Unfortunately it doesn’t work for proteins, at least not for proteins in a complex mixture like, for example, blood. It’s a math problem in that doing sequencing with the light-up bits and microscopes is inherently limited by the physics of light, something my PhD advisor details more in his manuscript, but the TL;DR is that the size of the experiment for DNA sequencing (flow cell) easily fits in the size of your hand, but based a maximum density of the wavelength of light, the experiment (flow cell) to do protein sequencing would need to be 1 m^2.
Some people are trying to get around that problem by using the enrichment/depletion tricks I mentioned before, so that the proteome is less complex and therefore doesn’t require such a big experiment (flow cell) system, but then you’re also limited to only measuring a portion of the proteome/haystack.
Probably the “next gen proteomics” approach I’m most excited about is nanopore sequencing, where they pull the protein through a literal pore (which, hilariously, is actually made up of OTHER proteins itself) and use electrical currents to determine which amino acid is going through the pore. There’s been a lot of work on this for DNA sequencing, but again, DNA is easier because there’s only four bases and they’re all chemically similar, while proteins have challenge 1 and 2 from above, in that there are 20 amino acids and they’re highly varied in size and chemistry. The size and chemistry variation makes it hard to fit everything through the “same” pore – if the literal hole in the pore is too big, the electrical current won’t be good enough to sense the small amino acids, but if the hole is too small, the really big amino acids won’t be able to fit.
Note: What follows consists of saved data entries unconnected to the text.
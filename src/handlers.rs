use axum::{
    extract::{
        rejection::{JsonRejection, QueryRejection},
        Path, Query, State,
    },
    response::{IntoResponse, Response},
    routing::get,
    Json, Router,
};
use serde_json::Value;
use tower_http::trace::TraceLayer;

use crate::{
    error::{ApiResult, RideError},
    models::Ride,
    state::AppState,
    validation::{resolve_pagination, validate_ride, PaginatedResponse, PaginationQuery},
};

pub fn router(state: AppState) -> Router {
    Router::new()
        .route("/health", get(health))
        .route("/rides", get(list_rides).post(create_ride))
        .route("/rides/:id", get(get_ride))
        .with_state(state)
        .layer(TraceLayer::new_for_http())
}

fn json_rejection(err: JsonRejection) -> RideError {
    RideError::invalid("body", format!("Invalid JSON payload: {}", err.body_text()))
}

fn query_rejection(err: QueryRejection) -> RideError {
    RideError::invalid("query", format!("Invalid query parameters: {}", err.body_text()))
}

pub async fn health() -> &'static str {
    "Healthy"
}

/// POST /rides
pub async fn create_ride(
    State(state): State<AppState>,
    payload: Result<Json<Value>, JsonRejection>,
) -> ApiResult<Json<Vec<Ride>>> {
    let Json(payload) = payload.map_err(|err| state.reject(json_rejection(err)))?;

    let ride = validate_ride(&payload).map_err(|errors| {
        tracing::debug!(?errors, "Rejected ride payload");
        state.reject(RideError::Validation(errors))
    })?;

    let stored = state.rides.create(&ride).await.map_err(|err| state.reject(err))?;
    Ok(Json(vec![stored]))
}

/// GET /rides with optional `limit` and `page`
pub async fn list_rides(
    State(state): State<AppState>,
    query: Result<Query<PaginationQuery>, QueryRejection>,
) -> ApiResult<Response> {
    let Query(query) = query.map_err(|err| state.reject(query_rejection(err)))?;
    let pagination = resolve_pagination(&query).map_err(|err| state.reject(err))?;

    let rides = state
        .rides
        .list(pagination)
        .await
        .map_err(|err| state.reject(err))?;

    if rides.is_empty() {
        return Err(state.reject(RideError::NotFound));
    }

    let Some(pagination) = pagination else {
        return Ok(Json(rides).into_response());
    };

    let total = state.rides.count().await.map_err(|err| state.reject(err))?;
    Ok(Json(PaginatedResponse {
        page: pagination.page,
        total_page: pagination.total_pages(total),
        data: rides,
    })
    .into_response())
}

/// GET /rides/:id
pub async fn get_ride(
    State(state): State<AppState>,
    Path(id): Path<String>,
) -> ApiResult<Json<Vec<Ride>>> {
    let ride_id: i64 = id
        .parse()
        .map_err(|_| state.reject(RideError::invalid("id", "ride id must be an integer")))?;

    let rides = state
        .rides
        .get_by_id(ride_id)
        .await
        .map_err(|err| state.reject(err))?;

    if rides.is_empty() {
        return Err(state.reject(RideError::NotFound));
    }

    Ok(Json(rides))
}
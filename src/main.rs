use ride_service::{build_app, config::AppConfig, db, telemetry};
use tokio::net::TcpListener;
use tracing::info;

#[tokio::main]
async fn main() -> anyhow::Result<()> {
    // Load config
    let config = AppConfig::load()?;

    // Init logging
    telemetry::init(&config);

    info!("Starting ride service...");

    // Init DB
    let pool = db::init_pool(&config.database_url, config.db_max_connections).await?;
    info!("Connected to database");

    let app = build_app(pool, config.status_mode).await?;

    let listener = TcpListener::bind(config.bind_address()).await?;
    info!(address = %listener.local_addr()?, status_mode = ?config.status_mode, "HTTP server starting");

    axum::serve(listener, app)
        .with_graceful_shutdown(shutdown_signal())
        .await?;

    info!("HTTP server stopped");
    Ok(())
}

/// Wait for shutdown signal (Ctrl+C).
async fn shutdown_signal() {
    if let Err(e) = tokio::signal::ctrl_c().await {
        tracing::error!("Failed to listen for Ctrl+C: {}", e);
        std::future::pending::<()>().await;
    }
    info!("Shutdown signal received");
}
So while nanopore sequencing is, to me, the most science-fiction/fantasy approach of them all, it’s also quite a ways from being commercialized for proteins, I think.
We’re stuck with mass spectrometry for now, for the most part. That’s not to say mass spectrometry is perfect. It’s a cool $1M to buy a mass spectrometer, so we desperately need better ways to measure proteins. I’ve written a ton about that in the past, both formally and informally. There’s lots of startup companies trying to solve the protein measurement problem using the various approaches above, as mentioned, or at least introduce some alternative ways to measure proteins, but unfortunately nothing is really available yet. Some are close, I think, but price is going to be a barrier still because I’m sure they’ll be expensive.
In the end, I’m excited to see what might come out in the next 2-5 years. I’m not personally or professionally banking on mass spectrometry remaining the only really viable technology for proteomics although I certainly will always have a soft spot for mass spec. It’s cool to think about what would be possible with a cheaper, faster, and/or more sensitive protein measurement system.